#### Material for this exercise
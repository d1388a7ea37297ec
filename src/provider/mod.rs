// src/provider/mod.rs
// ModelProvider trait and type definitions for multi-vendor support.
// All vendor-specific request/response shaping lives behind this boundary;
// the invocation engine and conflict resolver stay provider-agnostic.

use async_trait::async_trait;
use serde::{Deserialize, Serialize};
use serde_json::Value;

use crate::error::ProviderError;

pub mod claude;
pub mod gemini;
pub mod huggingface;
pub mod openai_compat;
pub mod registry;

pub use registry::{ProviderRegistry, ResolveProvider};

pub const DEFAULT_TIMEOUT_SECS: u64 = 60;

/// One turn of a conversation, vendor-neutral.
#[derive(Debug, Clone, Serialize, Deserialize)]
pub struct ChatTurn {
    pub role: ChatRole,
    pub content: String,
}

impl ChatTurn {
    pub fn system(content: impl Into<String>) -> Self {
        Self { role: ChatRole::System, content: content.into() }
    }

    pub fn user(content: impl Into<String>) -> Self {
        Self { role: ChatRole::User, content: content.into() }
    }

    pub fn assistant(content: impl Into<String>) -> Self {
        Self { role: ChatRole::Assistant, content: content.into() }
    }
}

#[derive(Debug, Clone, Copy, PartialEq, Eq, Serialize, Deserialize)]
#[serde(rename_all = "lowercase")]
pub enum ChatRole {
    System,
    User,
    Assistant,
}

impl ChatRole {
    pub fn as_str(&self) -> &'static str {
        match self {
            ChatRole::System => "system",
            ChatRole::User => "user",
            ChatRole::Assistant => "assistant",
        }
    }
}

/// Sampling parameters for a single generation call. `options` carries
/// provider-specific keys merged verbatim into the vendor request body.
#[derive(Debug, Clone)]
pub struct GenerationParams {
    pub temperature: f32,
    pub max_tokens: u32,
    pub options: serde_json::Map<String, Value>,
}

impl Default for GenerationParams {
    fn default() -> Self {
        Self {
            temperature: 0.7,
            max_tokens: 1000,
            options: serde_json::Map::new(),
        }
    }
}

/// Static metadata about a configured model.
#[derive(Debug, Clone, Serialize, Deserialize)]
pub struct ModelInfo {
    pub name: String,
    pub provider: String,
    pub description: String,
    pub is_default: bool,
    pub capabilities: Vec<String>,
    pub max_tokens: u32,
    pub supports_system_message: bool,
}

/// Fixed evaluation prompt for conflict scoring. Low-randomness sampling and
/// a short output budget; the reply is expected to be a bare number.
fn scoring_prompt(conflict_text: &str, resolution_text: &str) -> String {
    format!(
        "You are evaluating the quality of a conflict resolution between AI agents.\n\
         \n\
         Conflict:\n{conflict_text}\n\
         \n\
         Proposed Resolution:\n{resolution_text}\n\
         \n\
         Please evaluate the resolution on a scale from 0.0 to 1.0, where:\n\
         - 0.0 means the resolution completely fails to address the conflict\n\
         - 1.0 means the resolution perfectly addresses the conflict\n\
         \n\
         Return only a single number between 0.0 and 1.0."
    )
}

/// First decimal number found in a scorer reply, if any.
pub(crate) fn parse_score(reply: &str) -> Option<f32> {
    let start = reply.find(|c: char| c.is_ascii_digit())?;
    let rest = &reply[start..];
    let end = rest
        .find(|c: char| !c.is_ascii_digit() && c != '.')
        .unwrap_or(rest.len());
    rest[..end].trim_end_matches('.').parse::<f32>().ok()
}

/// Uniform capability interface over heterogeneous text-generation backends.
#[async_trait]
pub trait ModelProvider: Send + Sync {
    /// Static metadata: name, vendor, capabilities, context window.
    fn info(&self) -> ModelInfo;

    /// Single-turn completion.
    async fn generate_text(
        &self,
        prompt: &str,
        system_message: Option<&str>,
        params: &GenerationParams,
    ) -> Result<String, ProviderError>;

    /// Multi-turn completion over an ordered history. Vendors without a
    /// dedicated system role fold system content into the first turn with a
    /// label, never dropping it.
    async fn generate_chat_response(
        &self,
        history: &[ChatTurn],
        params: &GenerationParams,
    ) -> Result<String, ProviderError>;

    /// Score a candidate resolution against a conflict description.
    ///
    /// Scoring is advisory: a backend failure or an unparsable reply yields
    /// the neutral fallback 0.5 instead of an error. The result is always
    /// clamped to [0.0, 1.0].
    async fn score_conflict_resolution(&self, conflict_text: &str, resolution_text: &str) -> f32 {
        let params = GenerationParams {
            temperature: 0.1,
            max_tokens: 16,
            options: serde_json::Map::new(),
        };
        let prompt = scoring_prompt(conflict_text, resolution_text);
        match self.generate_text(&prompt, None, &params).await {
            Ok(reply) => parse_score(&reply).unwrap_or(0.5).clamp(0.0, 1.0),
            Err(err) => {
                tracing::warn!("Conflict scoring call failed, using neutral score: {}", err);
                0.5
            }
        }
    }
}

/// Folds any system turns into a labeled prefix on the first user turn, for
/// vendors without a system role. Deterministic: prepend-and-label.
pub(crate) fn fold_system_turns(history: &[ChatTurn]) -> Vec<ChatTurn> {
    let system: Vec<&str> = history
        .iter()
        .filter(|t| t.role == ChatRole::System)
        .map(|t| t.content.as_str())
        .collect();
    let mut folded: Vec<ChatTurn> = history
        .iter()
        .filter(|t| t.role != ChatRole::System)
        .cloned()
        .collect();
    if !system.is_empty() {
        let label = format!("[System Instruction] {}", system.join("\n"));
        match folded.iter_mut().find(|t| t.role == ChatRole::User) {
            Some(first_user) => {
                first_user.content = format!("{}\n\n{}", label, first_user.content);
            }
            None => folded.insert(0, ChatTurn::user(label)),
        }
    }
    folded
}

/// Maps reqwest transport failures onto the provider taxonomy.
pub(crate) fn transport_error(err: reqwest::Error) -> ProviderError {
    if err.is_timeout() {
        ProviderError::Timeout
    } else {
        ProviderError::Request {
            status: err.status().map(|s| s.as_u16()).unwrap_or(0),
            message: err.to_string(),
        }
    }
}

/// Maps a non-2xx backend response onto the provider taxonomy.
pub(crate) fn status_error(status: reqwest::StatusCode, body: String) -> ProviderError {
    use reqwest::StatusCode;
    if status == StatusCode::UNAUTHORIZED || status == StatusCode::FORBIDDEN {
        ProviderError::Auth(body)
    } else {
        ProviderError::Request { status: status.as_u16(), message: body }
    }
}

/// Environment credential lookup; empty values count as absent.
pub(crate) fn env_key(name: &str) -> Option<String> {
    std::env::var(name).ok().filter(|v| !v.trim().is_empty())
}

#[cfg(test)]
mod tests {
    use super::*;

    #[test]
    fn parses_bare_number() {
        assert_eq!(parse_score("0.8"), Some(0.8));
        assert_eq!(parse_score("  0.35\n"), Some(0.35));
    }

    #[test]
    fn parses_first_number_in_prose() {
        assert_eq!(parse_score("I would rate this 0.7 out of 1.0"), Some(0.7));
        assert_eq!(parse_score("Score: 1"), Some(1.0));
    }

    #[test]
    fn rejects_replies_without_numbers() {
        assert_eq!(parse_score("no idea"), None);
        assert_eq!(parse_score(""), None);
    }

    #[test]
    fn trailing_period_is_not_part_of_the_number() {
        assert_eq!(parse_score("The score is 0.9."), Some(0.9));
    }

    #[test]
    fn folds_system_into_first_user_turn() {
        let history = vec![
            ChatTurn::system("Be terse."),
            ChatTurn::user("hello"),
            ChatTurn::assistant("hi"),
        ];
        let folded = fold_system_turns(&history);
        assert_eq!(folded.len(), 2);
        assert!(folded[0].content.starts_with("[System Instruction] Be terse."));
        assert!(folded[0].content.ends_with("hello"));
    }

    #[test]
    fn fold_without_user_turn_prepends_one() {
        let history = vec![ChatTurn::system("Be terse.")];
        let folded = fold_system_turns(&history);
        assert_eq!(folded.len(), 1);
        assert_eq!(folded[0].role, ChatRole::User);
    }
}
########
Only lines containing the string "registry" belong in the answer; find them in the data above and copy them.

pub mod registry;
pub use registry::{ProviderRegistry, ResolveProvider};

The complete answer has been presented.